Так называемые царские знаки, о которых Пугачев говорил Ереминой Курице, — непременный атрибут любого самозванца раннего Нового времени. В народе считали, что настоящий царь имеет на теле специальные отметины; это мог быть месяц, звезды или даже царский герб. Иногда самозванцы самолично наносили себе на тело подобные знаки, а иногда просто выдавали за них родимые пятна, следы от ударов и т. д. Пугачеву не пришлось себя калечить, нужные следы уже были на его теле. «Царские знаки» под «титьками», оставшиеся после того, как «гнили у него грудь и ноги», он назвал следами покушения (слухи о том, что Петр III умер не своей смертью, пошли сразу после дворцового переворота 1762 года), а пятно на левом виске от золотухи объявил царским гербом.

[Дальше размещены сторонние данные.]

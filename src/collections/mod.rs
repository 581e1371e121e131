//! Hand-built containers used as lookup and ordering indexes.
//!
//! - [`ChainingHashTable`]: separate-chaining hash map, O(1) average lookups.
//! - [`Bst`]: unbalanced binary search tree ordered by a caller comparator.
//! - [`quicksort`]: in-place median-of-three quicksort.

pub mod bst;
pub mod hash_table;
pub mod quicksort;

pub use bst::Bst;
pub use hash_table::ChainingHashTable;

#[derive(Debug, Clone, PartialEq, Eq)]
pub enum CollectionError {
    InvalidArgument(&'static str),
}

impl std::fmt::Display for CollectionError {
    fn fmt(&self, f: &mut std::fmt::Formatter<'_>) -> std::fmt::Result {
        match self {
            CollectionError::InvalidArgument(msg) => write!(f, "invalid argument: {msg}"),
        }
    }
}

impl std::error::Error for CollectionError {}
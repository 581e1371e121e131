pub mod collections;
pub mod config;
pub mod engine;
pub mod index;
pub mod ledger;
pub mod limits;
pub mod model;
pub mod observability;
pub mod ranking;
pub mod wal;
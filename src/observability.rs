// ── Booking activity ────────────────────────────────────────────

/// Counter: reservations created through `book`.
pub const RESERVATIONS_CREATED_TOTAL: &str = "deskbook_reservations_created_total";

/// Counter: whole reservations released.
pub const RESERVATIONS_RELEASED_TOTAL: &str = "deskbook_reservations_released_total";

/// Counter: slot releases that changed state. Labels: outcome (full, head, tail, split).
pub const SLOT_RELEASES_TOTAL: &str = "deskbook_slot_releases_total";

/// Counter: booking attempts rejected because the span was taken.
pub const BOOKING_CONFLICTS_TOTAL: &str = "deskbook_booking_conflicts_total";

// ── Ledger ──────────────────────────────────────────────────────

/// Counter: ledger entries appended. Labels: category.
pub const LEDGER_APPENDS_TOTAL: &str = "deskbook_ledger_appends_total";

// ── Journal ─────────────────────────────────────────────────────

/// Histogram: journal append + fsync duration in seconds.
pub const JOURNAL_APPEND_DURATION_SECONDS: &str = "deskbook_journal_append_duration_seconds";

/// Counter: journal compactions.
pub const JOURNAL_COMPACTIONS_TOTAL: &str = "deskbook_journal_compactions_total";

/// Install the default fmt subscriber. A second call is a no-op.
pub fn init_tracing() {
    let _ = tracing_subscriber::fmt::try_init();
}

/// Map a ledger category to a short label for metrics.
pub fn category_label(category: crate::model::Category) -> &'static str {
    match category {
        crate::model::Category::ResourceUsage => "resource_usage",
        crate::model::Category::SubscriptionFee => "subscription_fee",
    }
}
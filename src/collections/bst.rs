use std::cmp::Ordering;

type Link<T> = Option<Box<Node<T>>>;

struct Node<T> {
    item: T,
    left: Link<T>,
    right: Link<T>,
}

/// Unbalanced binary search tree ordered by a caller-supplied total order.
///
/// Items the comparator reports as `Equal` are the same item: a second
/// insert is rejected. Callers wanting several items with the same primary
/// key must fold a unique discriminator into the comparator (the ledger
/// orders by date, then id).
///
/// No rebalancing is done. Pre-sorted input degenerates into a list with
/// O(n) depth and O(n) insert/search; all walks are iterative so depth only
/// costs time, never stack.
pub struct Bst<T, C> {
    root: Link<T>,
    len: usize,
    cmp: C,
}

impl<T: Ord> Bst<T, fn(&T, &T) -> Ordering> {
    /// Tree ordered by `T`'s own `Ord`.
    pub fn natural() -> Self {
        Self::new(T::cmp)
    }
}

impl<T, C> Bst<T, C>
where
    C: Fn(&T, &T) -> Ordering,
{
    pub fn new(cmp: C) -> Self {
        Self {
            root: None,
            len: 0,
            cmp,
        }
    }

    /// Returns false (and drops `item`) if an equal item is already present.
    pub fn insert(&mut self, item: T) -> bool {
        let mut link = &mut self.root;
        while let Some(node) = link {
            link = match (self.cmp)(&item, &node.item) {
                Ordering::Less => &mut node.left,
                Ordering::Greater => &mut node.right,
                Ordering::Equal => return false,
            };
        }
        *link = Some(Box::new(Node {
            item,
            left: None,
            right: None,
        }));
        self.len += 1;
        true
    }

    pub fn get(&self, item: &T) -> Option<&T> {
        let mut cur = self.root.as_deref();
        while let Some(node) = cur {
            cur = match (self.cmp)(item, &node.item) {
                Ordering::Less => node.left.as_deref(),
                Ordering::Greater => node.right.as_deref(),
                Ordering::Equal => return Some(&node.item),
            };
        }
        None
    }

    pub fn contains(&self, item: &T) -> bool {
        self.get(item).is_some()
    }

    /// Remove the item equal to `item`. Absent items are a no-op.
    ///
    /// A node with two children takes its in-order successor's item, and the
    /// successor (which has no left child) is spliced out of the right subtree.
    pub fn remove(&mut self, item: &T) -> Option<T> {
        let mut link = &mut self.root;
        loop {
            let ord = match link {
                None => return None,
                Some(node) => (self.cmp)(item, &node.item),
            };
            if ord == Ordering::Equal {
                break;
            }
            if let Some(node) = link {
                link = if ord == Ordering::Less {
                    &mut node.left
                } else {
                    &mut node.right
                };
            }
        }

        let node = link.as_mut()?;
        if node.left.is_some() && node.right.is_some() {
            let successor = Self::take_min(&mut node.right)?;
            self.len -= 1;
            return Some(std::mem::replace(&mut node.item, successor));
        }

        let Node { item, left, right } = *link.take()?;
        *link = left.or(right);
        self.len -= 1;
        Some(item)
    }

    /// Unlink the leftmost node under `link`, splicing its right child up.
    fn take_min(link: &mut Link<T>) -> Option<T> {
        let mut link = link;
        while link.as_ref()?.left.is_some() {
            link = &mut link.as_mut()?.left;
        }
        let Node { item, right, .. } = *link.take()?;
        *link = right;
        Some(item)
    }

    /// Ascending iterator; a fresh walk each call.
    pub fn iter(&self) -> Iter<'_, T> {
        let mut iter = Iter { stack: Vec::new() };
        iter.push_left_spine(self.root.as_deref());
        iter
    }

    /// Snapshot of every item in ascending order.
    pub fn in_order(&self) -> Vec<T>
    where
        T: Clone,
    {
        self.iter().cloned().collect()
    }

    /// Items within `[min, max]` inclusive, ascending.
    pub fn range_query(&self, min: &T, max: &T) -> Vec<T>
    where
        T: Clone,
    {
        self.range_by(|item| {
            if (self.cmp)(item, min) == Ordering::Less {
                Ordering::Less
            } else if (self.cmp)(item, max) == Ordering::Greater {
                Ordering::Greater
            } else {
                Ordering::Equal
            }
        })
    }

    /// Items for which `probe` returns `Equal`, ascending.
    ///
    /// `probe` classifies an item as below (`Less`), inside (`Equal`) or
    /// above (`Greater`) the wanted range and must be monotone in the tree's
    /// order. Subtrees entirely below or above the range are never visited.
    pub fn range_by<P>(&self, probe: P) -> Vec<T>
    where
        T: Clone,
        P: Fn(&T) -> Ordering,
    {
        let mut out = Vec::new();
        let mut stack: Vec<&Node<T>> = Vec::new();
        let mut cur = self.root.as_deref();
        loop {
            while let Some(node) = cur {
                if probe(&node.item) == Ordering::Less {
                    // node and its whole left subtree are below the range
                    cur = node.right.as_deref();
                } else {
                    stack.push(node);
                    cur = node.left.as_deref();
                }
            }
            let Some(node) = stack.pop() else { break };
            if probe(&node.item) == Ordering::Greater {
                // everything still on the stack is larger still
                break;
            }
            out.push(node.item.clone());
            cur = node.right.as_deref();
        }
        out
    }

    pub fn find_min(&self) -> Option<&T> {
        let mut node = self.root.as_deref()?;
        while let Some(left) = node.left.as_deref() {
            node = left;
        }
        Some(&node.item)
    }

    pub fn find_max(&self) -> Option<&T> {
        let mut node = self.root.as_deref()?;
        while let Some(right) = node.right.as_deref() {
            node = right;
        }
        Some(&node.item)
    }

    pub fn len(&self) -> usize {
        self.len
    }

    pub fn is_empty(&self) -> bool {
        self.len == 0
    }

    /// Number of nodes on the longest root-to-leaf path.
    pub fn height(&self) -> usize {
        let mut height = 0;
        let mut level: Vec<&Node<T>> = self.root.as_deref().into_iter().collect();
        while !level.is_empty() {
            height += 1;
            level = level
                .iter()
                .flat_map(|n| n.left.as_deref().into_iter().chain(n.right.as_deref()))
                .collect();
        }
        height
    }
}

impl<T, C> Drop for Bst<T, C> {
    fn drop(&mut self) {
        // Unlink node by node; the default recursive drop would blow the
        // stack on a degenerate tree.
        let mut stack: Vec<Box<Node<T>>> = self.root.take().into_iter().collect();
        while let Some(mut node) = stack.pop() {
            stack.extend(node.left.take());
            stack.extend(node.right.take());
        }
    }
}

/// In-order iterator over a [`Bst`].
pub struct Iter<'a, T> {
    stack: Vec<&'a Node<T>>,
}

impl<'a, T> Iter<'a, T> {
    fn push_left_spine(&mut self, mut cur: Option<&'a Node<T>>) {
        while let Some(node) = cur {
            self.stack.push(node);
            cur = node.left.as_deref();
        }
    }
}

impl<'a, T> Iterator for Iter<'a, T> {
    type Item = &'a T;

    fn next(&mut self) -> Option<&'a T> {
        let node = self.stack.pop()?;
        self.push_left_spine(node.right.as_deref());
        Some(&node.item)
    }
}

Разумеется, мотивы у людей, поверивших Пугачеву, были разными. Как объяснил татарин Абдусалям Хасанов, один из пугачевских сподвижников, «его, Пугачева, признавают те, кои худого состояния, за царя, а кои смышленнее — за плута». Из числа «смышленных» одни подчинялись ему из‑за страха смерти, другие — по иным, но тоже вполне рациональным причинам. Казак Илья Ульянов показал, что многие приближенные к «амператору» казаки хвастались в подпитии: «…нам-де что, государь он или нет, мы-де из грязей умеем делать князей». Некоторые из восставших, таким образом, как минимум не были обманутыми, а возможно, сами обманули следователей и историков, видевших в них неграмотную и темную чернь, — так что вряд ли они заслуживают, чтобы их называли наивными. Судя по протоколам суда над Пугачевым, следы на его теле и история о «чудесном спасении», рассказанная неграмотным донским казаком, позволили сформировать негласный общественный договор, объединивший всех, кто хотел бороться со злоупотреблениями местных властей, ограничивавших возможности и автономию казаков и просто творивших произвол.